**PROVIDED RECORDS**
--- START ---

use std::path::{Component, Path, PathBuf};

/// Local file store standing in for a storage bucket service.
///
/// Files land in `{root}/{bucket}/{path}` and are served by the app under
/// `/files/{bucket}/{path}`.
#[derive(Debug, Clone)]
pub struct FileStore {
    root: PathBuf,
    public_base_url: String,
}

impl FileStore {
    pub fn new(root: impl Into<PathBuf>, public_base_url: &str) -> Self {
        FileStore {
            root: root.into(),
            public_base_url: public_base_url.trim_end_matches('/').to_string(),
        }
    }

    /// Write `bytes` and return the public URL. Rejects bucket or path values
    /// that would escape the root.
    pub async fn upload(&self, bucket: &str, path: &str, bytes: &[u8]) -> Result<String, String> {
        let bucket = safe_relative(bucket).ok_or_else(|| format!("invalid bucket '{bucket}'"))?;
        let rel = safe_relative(path).ok_or_else(|| format!("invalid path '{path}'"))?;

        let target = self.root.join(&bucket).join(&rel);
        if let Some(parent) = target.parent() {
            tokio::fs::create_dir_all(parent)
                .await
                .map_err(|e| format!("failed to create {}: {e}", parent.display()))?;
        }
        tokio::fs::write(&target, bytes)
            .await
            .map_err(|e| format!("failed to write {}: {e}", target.display()))?;

        log::info!("Stored {} bytes at {}", bytes.len(), target.display());
        Ok(format!("{}/files/{}/{}", self.public_base_url, to_url_path(&bucket), to_url_path(&rel)))
    }
}

/// Normal path components only: no root, no `..`, not empty.
fn safe_relative(raw: &str) -> Option<PathBuf> {
    let path = Path::new(raw.trim_start_matches('/'));
    let mut out = PathBuf::new();
    for component in path.components() {
        match component {
            Component::Normal(part) => out.push(part),
            Component::CurDir => {}
            _ => return None,
        }
    }
    if out.as_os_str().is_empty() { None } else { Some(out) }
}

fn to_url_path(path: &Path) -> String {
    path.components()
        .map(|c| c.as_os_str().to_string_lossy().into_owned())
        .collect::<Vec<_>>()
        .join("/")
}

#[cfg(test)]
mod tests {
    use super::*;

    #[test]
    fn rejects_parent_traversal() {
        assert!(safe_relative("../etc/passwd").is_none());
        assert!(safe_relative("slides/../../x").is_none());
        assert!(safe_relative("").is_none());
    }

    #[test]
    fn strips_leading_slash() {
        assert_eq!(safe_relative("/deck/main.pdf"), Some(PathBuf::from("deck/main.pdf")));
    }
}
use chrono::Utc;
use std::collections::{BTreeMap, HashMap};
use std::sync::atomic::{AtomicBool, Ordering};
use std::sync::{Arc, Mutex, MutexGuard};

use crate::bus::Bus;
use crate::errors::AppError;
use crate::models::agenda::{Agenda, AgendaId, AgendaPatch, NewAgenda};
use crate::models::attendance::{AttendanceRecord, NewAttendance};
use crate::models::member::{Member, MemberId, NewMember};
use crate::models::settings::{ProjectorData, ProjectorMode, SystemSettings};
use crate::tally::assign_meeting_ids;

use super::{Backend, Change};

#[derive(Debug, Default)]
struct Tables {
    members: Vec<Member>,
    next_member_id: MemberId,
    attendance: BTreeMap<(MemberId, AgendaId), AttendanceRecord>,
    agendas: Vec<Agenda>,
    next_agenda_id: AgendaId,
    settings: SystemSettings,
    files: HashMap<String, Vec<u8>>,
}

impl Tables {
    fn folder_exists(&self, id: AgendaId) -> bool {
        self.agendas.iter().any(|a| a.id() == id && a.is_folder())
    }
}

/// Backend held entirely in memory. Used by the test suite and for running
/// the app without a database; `set_reachable(false)` makes every call fail
/// as if the network were down.
#[derive(Clone)]
pub struct MemoryBackend {
    tables: Arc<Mutex<Tables>>,
    bus: Bus,
    reachable: Arc<AtomicBool>,
}

impl MemoryBackend {
    pub fn new(bus: Bus) -> Self {
        MemoryBackend {
            tables: Arc::new(Mutex::new(Tables {
                next_member_id: 1,
                next_agenda_id: 1,
                ..Tables::default()
            })),
            bus,
            reachable: Arc::new(AtomicBool::new(true)),
        }
    }

    pub fn set_reachable(&self, reachable: bool) {
        self.reachable.store(reachable, Ordering::SeqCst);
    }

    /// Bytes stored by `upload_file` under `{bucket}/{path}`.
    pub fn file(&self, bucket: &str, path: &str) -> Option<Vec<u8>> {
        let tables = self.tables.lock().ok()?;
        tables.files.get(&format!("{bucket}/{path}")).cloned()
    }

    fn tables(&self) -> Result<MutexGuard<'_, Tables>, AppError> {
        if !self.reachable.load(Ordering::SeqCst) {
            return Err(AppError::Connectivity("in-memory backend marked unreachable".into()));
        }
        self.tables
            .lock()
            .map_err(|_| AppError::Connectivity("in-memory backend lock poisoned".into()))
    }
}

impl Default for MemoryBackend {
    fn default() -> Self {
        MemoryBackend::new(Bus::default())
    }
}

impl Backend for MemoryBackend {
    fn bus(&self) -> &Bus {
        &self.bus
    }

    async fn list_members(&self) -> Result<Vec<Member>, AppError> {
        let tables = self.tables()?;
        let mut members = tables.members.clone();
        members.sort_by(|a, b| a.unit.cmp(&b.unit).then(a.id.cmp(&b.id)));
        Ok(members)
    }

    async fn import_members(&self, rows: Vec<NewMember>) -> Result<Vec<Member>, AppError> {
        let created = {
            let mut tables = self.tables()?;
            let mut created = Vec::new();
            for row in rows.iter().filter_map(NewMember::normalized) {
                let member = Member {
                    id: tables.next_member_id,
                    unit: row.unit,
                    name: row.name,
                    proxy: row.proxy,
                };
                tables.next_member_id += 1;
                tables.members.push(member.clone());
                created.push(member);
            }
            created
        };
        Change::MembersUpserted { members: created.clone() }.publish(&self.bus);
        Ok(created)
    }

    async fn set_member_proxy(&self, id: MemberId, proxy: Option<String>) -> Result<Member, AppError> {
        let updated = {
            let mut tables = self.tables()?;
            let member = tables
                .members
                .iter_mut()
                .find(|m| m.id == id)
                .ok_or(AppError::NotFound)?;
            member.proxy = proxy;
            member.clone()
        };
        Change::MembersUpserted { members: vec![updated.clone()] }.publish(&self.bus);
        Ok(updated)
    }

    async fn list_attendance(&self, meeting_id: Option<AgendaId>) -> Result<Vec<AttendanceRecord>, AppError> {
        let tables = self.tables()?;
        let mut records: Vec<AttendanceRecord> = tables
            .attendance
            .values()
            .filter(|r| meeting_id.is_none_or(|m| r.meeting_id == m))
            .cloned()
            .collect();
        records.sort_by(|a, b| a.checked_in_at.cmp(&b.checked_in_at).then(a.member_id.cmp(&b.member_id)));
        Ok(records)
    }

    async fn upsert_attendance(&self, new: NewAttendance) -> Result<AttendanceRecord, AppError> {
        let record = {
            let mut tables = self.tables()?;
            if !tables.members.iter().any(|m| m.id == new.member_id) {
                return Err(AppError::Validation(format!("unknown member {}", new.member_id)));
            }
            if !tables.folder_exists(new.meeting_id) {
                return Err(AppError::Validation(format!("unknown meeting {}", new.meeting_id)));
            }
            let key = (new.member_id, new.meeting_id);
            let checked_in_at = tables
                .attendance
                .get(&key)
                .map_or_else(Utc::now, |existing| existing.checked_in_at);
            let record = new.into_record(checked_in_at);
            tables.attendance.insert(key, record.clone());
            record
        };
        Change::AttendanceUpserted { record: record.clone() }.publish(&self.bus);
        Ok(record)
    }

    async fn delete_attendance(&self, member_id: MemberId, meeting_id: AgendaId) -> Result<bool, AppError> {
        let deleted = self.tables()?.attendance.remove(&(member_id, meeting_id)).is_some();
        if deleted {
            Change::AttendanceDeleted { member_id, meeting_id }.publish(&self.bus);
        }
        Ok(deleted)
    }

    async fn list_agendas(&self) -> Result<Vec<Agenda>, AppError> {
        Ok(self.tables()?.agendas.clone())
    }

    async fn insert_agenda(&self, new: NewAgenda, after_order_index: Option<i32>) -> Result<Agenda, AppError> {
        new.validate().map_err(AppError::Validation)?;
        let (created, agendas) = {
            let mut tables = self.tables()?;
            let order_index = match after_order_index {
                Some(after) => {
                    for agenda in tables.agendas.iter_mut().filter(|a| a.order_index() > after) {
                        agenda.set_order_index(agenda.order_index() + 1);
                    }
                    after + 1
                }
                None => tables.agendas.iter().map(Agenda::order_index).max().map_or(0, |m| m + 1),
            };
            let id = tables.next_agenda_id;
            tables.next_agenda_id += 1;
            tables.agendas.push(new.into_agenda(id, order_index));
            assign_meeting_ids(&mut tables.agendas);
            let created = tables
                .agendas
                .iter()
                .find(|a| a.id() == id)
                .cloned()
                .ok_or(AppError::NotFound)?;
            (created, tables.agendas.clone())
        };
        Change::AgendasReplaced { agendas }.publish(&self.bus);
        Ok(created)
    }

    async fn update_agenda(&self, id: AgendaId, patch: AgendaPatch) -> Result<Agenda, AppError> {
        let (updated, agendas) = {
            let mut tables = self.tables()?;
            let agenda = tables
                .agendas
                .iter_mut()
                .find(|a| a.id() == id)
                .ok_or(AppError::NotFound)?;
            patch.apply(agenda).map_err(AppError::Validation)?;
            if patch.order_index.is_some() {
                assign_meeting_ids(&mut tables.agendas);
            }
            let updated = tables
                .agendas
                .iter()
                .find(|a| a.id() == id)
                .cloned()
                .ok_or(AppError::NotFound)?;
            (updated, tables.agendas.clone())
        };
        Change::AgendasReplaced { agendas }.publish(&self.bus);
        Ok(updated)
    }

    async fn delete_agenda(&self, id: AgendaId) -> Result<(), AppError> {
        let (agendas, settings) = {
            let mut tables = self.tables()?;
            let before = tables.agendas.len();
            tables.agendas.retain(|a| a.id() != id);
            if tables.agendas.len() == before {
                return Err(AppError::NotFound);
            }
            tables.attendance.retain(|(_, meeting_id), _| *meeting_id != id);
            if tables.settings.active_meeting_id == Some(id) {
                tables.settings.active_meeting_id = None;
            }
            assign_meeting_ids(&mut tables.agendas);
            (tables.agendas.clone(), tables.settings.clone())
        };
        Change::AgendasReplaced { agendas }.publish(&self.bus);
        Change::SettingsChanged { settings }.publish(&self.bus);
        Ok(())
    }

    async fn get_system_settings(&self) -> Result<SystemSettings, AppError> {
        Ok(self.tables()?.settings.clone())
    }

    async fn set_active_meeting(&self, meeting_id: Option<AgendaId>) -> Result<SystemSettings, AppError> {
        let settings = {
            let mut tables = self.tables()?;
            if let Some(id) = meeting_id {
                if !tables.folder_exists(id) {
                    return Err(AppError::Validation(format!("agenda {id} is not a meeting")));
                }
            }
            tables.settings.active_meeting_id = meeting_id;
            tables.settings.clone()
        };
        Change::SettingsChanged { settings: settings.clone() }.publish(&self.bus);
        Ok(settings)
    }

    async fn set_projector_mode(&self, mode: ProjectorMode, data: ProjectorData) -> Result<SystemSettings, AppError> {
        let settings = {
            let mut tables = self.tables()?;
            tables.settings.projector_mode = mode;
            tables.settings.projector_data = data;
            tables.settings.clone()
        };
        Change::SettingsChanged { settings: settings.clone() }.publish(&self.bus);
        Ok(settings)
    }

    async fn upload_file(&self, bucket: &str, path: &str, bytes: Vec<u8>) -> Result<String, AppError> {
        let key = format!("{}/{}", bucket.trim_matches('/'), path.trim_start_matches('/'));
        if key.split('/').any(|part| part.is_empty() || part == "..") {
            return Err(AppError::Storage(format!("invalid path '{key}'")));
        }
        self.tables()?.files.insert(key.clone(), bytes);
        Ok(format!("/files/{key}"))
    }
}
mod common;

use common::{assert_connected, exhaustive_minimum_cost, grid_strategy, wide_grid_strategy};
use min_seam_lib::dp::{dp_seam, minimum_seam_cost};
use min_seam_lib::{
    find_minimum_seam, find_minimum_seam_with, seam_cost, BoundaryEdges, Distance, EnergyGrid,
    SeamError, SeamOptions,
};
use proptest::prelude::*;

proptest! {
    #[test]
    fn seam_has_one_connected_column_per_row(rows in grid_strategy(1..=12, 1..=12, 256)) {
        let grid = EnergyGrid::from_rows(&rows).unwrap();
        let seam = find_minimum_seam(&grid).unwrap();
        prop_assert_eq!(seam.len(), grid.rows());
        assert_connected(seam.columns(), grid.cols());
    }

    #[test]
    fn cost_matches_dynamic_programming(rows in grid_strategy(1..=10, 1..=10, 1000)) {
        let grid = EnergyGrid::from_rows(&rows).unwrap();
        let seam = find_minimum_seam(&grid).unwrap();
        prop_assert_eq!(seam.cost(), minimum_seam_cost(&grid).unwrap());
        prop_assert_eq!(seam_cost(&grid, seam.columns()).unwrap(), seam.cost());
        prop_assert_eq!(seam_cost(&grid, &dp_seam(&grid).unwrap()).unwrap(), seam.cost());
    }

    #[test]
    fn full_range_energies_match_dynamic_programming(rows in wide_grid_strategy(1..=8, 1..=6)) {
        let grid = EnergyGrid::from_rows(&rows).unwrap();
        let seam = find_minimum_seam(&grid).unwrap();
        prop_assert_eq!(seam.len(), grid.rows());
        assert_connected(seam.columns(), grid.cols());
        prop_assert_eq!(seam.cost(), minimum_seam_cost(&grid).unwrap());
        prop_assert_eq!(seam_cost(&grid, seam.columns()).unwrap(), seam.cost());
    }

    #[test]
    fn cost_matches_exhaustive_search(rows in grid_strategy(1..=6, 1..=5, 20)) {
        let grid = EnergyGrid::from_rows(&rows).unwrap();
        let seam = find_minimum_seam(&grid).unwrap();
        prop_assert_eq!(seam.cost(), exhaustive_minimum_cost(&grid));
    }

    #[test]
    fn repeated_runs_are_identical(rows in grid_strategy(1..=8, 1..=8, 16)) {
        let grid = EnergyGrid::from_rows(&rows).unwrap();
        let first = find_minimum_seam(&grid).unwrap();
        let second = find_minimum_seam(&grid).unwrap();
        prop_assert_eq!(first, second);
    }

    #[test]
    fn boundary_modes_find_the_same_seam(rows in grid_strategy(1..=8, 1..=8, 64)) {
        let grid = EnergyGrid::from_rows(&rows).unwrap();
        let clamped = find_minimum_seam(&grid).unwrap();
        let distinct = find_minimum_seam_with(
            &grid,
            SeamOptions { boundary: BoundaryEdges::Distinct },
        )
        .unwrap();
        prop_assert_eq!(clamped, distinct);
    }

    #[test]
    fn single_column_grids_give_zero_seams(energies in prop::collection::vec(0u32..500, 1..20)) {
        let rows: Vec<Vec<u32>> = energies.into_iter().map(|e| vec![e]).collect();
        let grid = EnergyGrid::from_rows(&rows).unwrap();
        let seam = find_minimum_seam(&grid).unwrap();
        prop_assert!(seam.columns().iter().all(|&c| c == 0));
        prop_assert_eq!(seam.len(), rows.len());
    }
}

#[test]
fn uniform_grids_cost_nothing() {
    for rows in 1..=6 {
        for cols in 1..=6 {
            let grid = EnergyGrid::from_rows(&vec![vec![7u8; cols]; rows]).unwrap();
            let seam = find_minimum_seam(&grid).unwrap();
            assert_eq!(seam.cost(), 0);
            assert_eq!(seam.len(), rows);
            assert_connected(seam.columns(), cols);
            // ties resolve to the leftmost column all the way down
            assert!(seam.columns().iter().all(|&c| c == 0));
        }
    }
}

#[test]
fn three_by_three_matches_brute_force() {
    let grid = EnergyGrid::from_rows(&[[1u8, 2, 3], [4, 5, 6], [7, 8, 9]]).unwrap();
    let seam = find_minimum_seam(&grid).unwrap();
    assert_eq!(seam.len(), 3);
    assert_connected(seam.columns(), 3);
    assert_eq!(seam.cost(), exhaustive_minimum_cost(&grid));
}

#[test]
fn ragged_grid_fails_before_search() {
    let rows = vec![vec![1u32, 2, 3], vec![4, 5, 6], vec![7, 8]];
    assert!(matches!(
        EnergyGrid::from_rows(&rows),
        Err(SeamError::InvalidInput(_))
    ));
}

#[test]
fn wide_energies_do_not_overflow() {
    let big = u64::MAX / 8;
    let rows = vec![vec![0u64, big], vec![big, 0], vec![0, big]];
    let grid = EnergyGrid::from_rows(&rows).unwrap();
    let seam = find_minimum_seam(&grid).unwrap();
    assert_eq!(seam.cost(), 0);
    assert_eq!(seam.columns(), &[0, 1, 0]);
}

#[test]
fn maximal_energy_step_beside_a_flat_path() {
    let rows = vec![vec![0u64, 0], vec![0, u64::MAX]];
    let grid = EnergyGrid::from_rows(&rows).unwrap();
    let seam = find_minimum_seam(&grid).unwrap();
    assert_eq!(seam.columns(), &[0, 0]);
    assert_eq!(seam.cost(), 0);
    assert_eq!(minimum_seam_cost(&grid).unwrap(), 0);
}

#[test]
fn forced_maximal_steps_add_up_past_u64() {
    let rows = vec![vec![0u64], vec![u64::MAX], vec![0]];
    let grid = EnergyGrid::from_rows(&rows).unwrap();
    let seam = find_minimum_seam(&grid).unwrap();
    assert_eq!(seam.columns(), &[0, 0, 0]);
    assert_eq!(seam.cost(), 2 * Distance::from(u64::MAX));
    assert_eq!(minimum_seam_cost(&grid).unwrap(), seam.cost());
    assert_eq!(dp_seam(&grid).unwrap(), vec![0, 0, 0]);
}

--- END ---

**WHAT YOU ARE ASKED TO DO**
Reply with every line of the listing that has the string "ProjectorData".

**RESPONSE AREA**
use crate::models::settings::{ProjectorData, ProjectorMode, SystemSettings};
    async fn set_projector_mode(&self, mode: ProjectorMode, data: ProjectorData) -> Result<SystemSettings, AppError> {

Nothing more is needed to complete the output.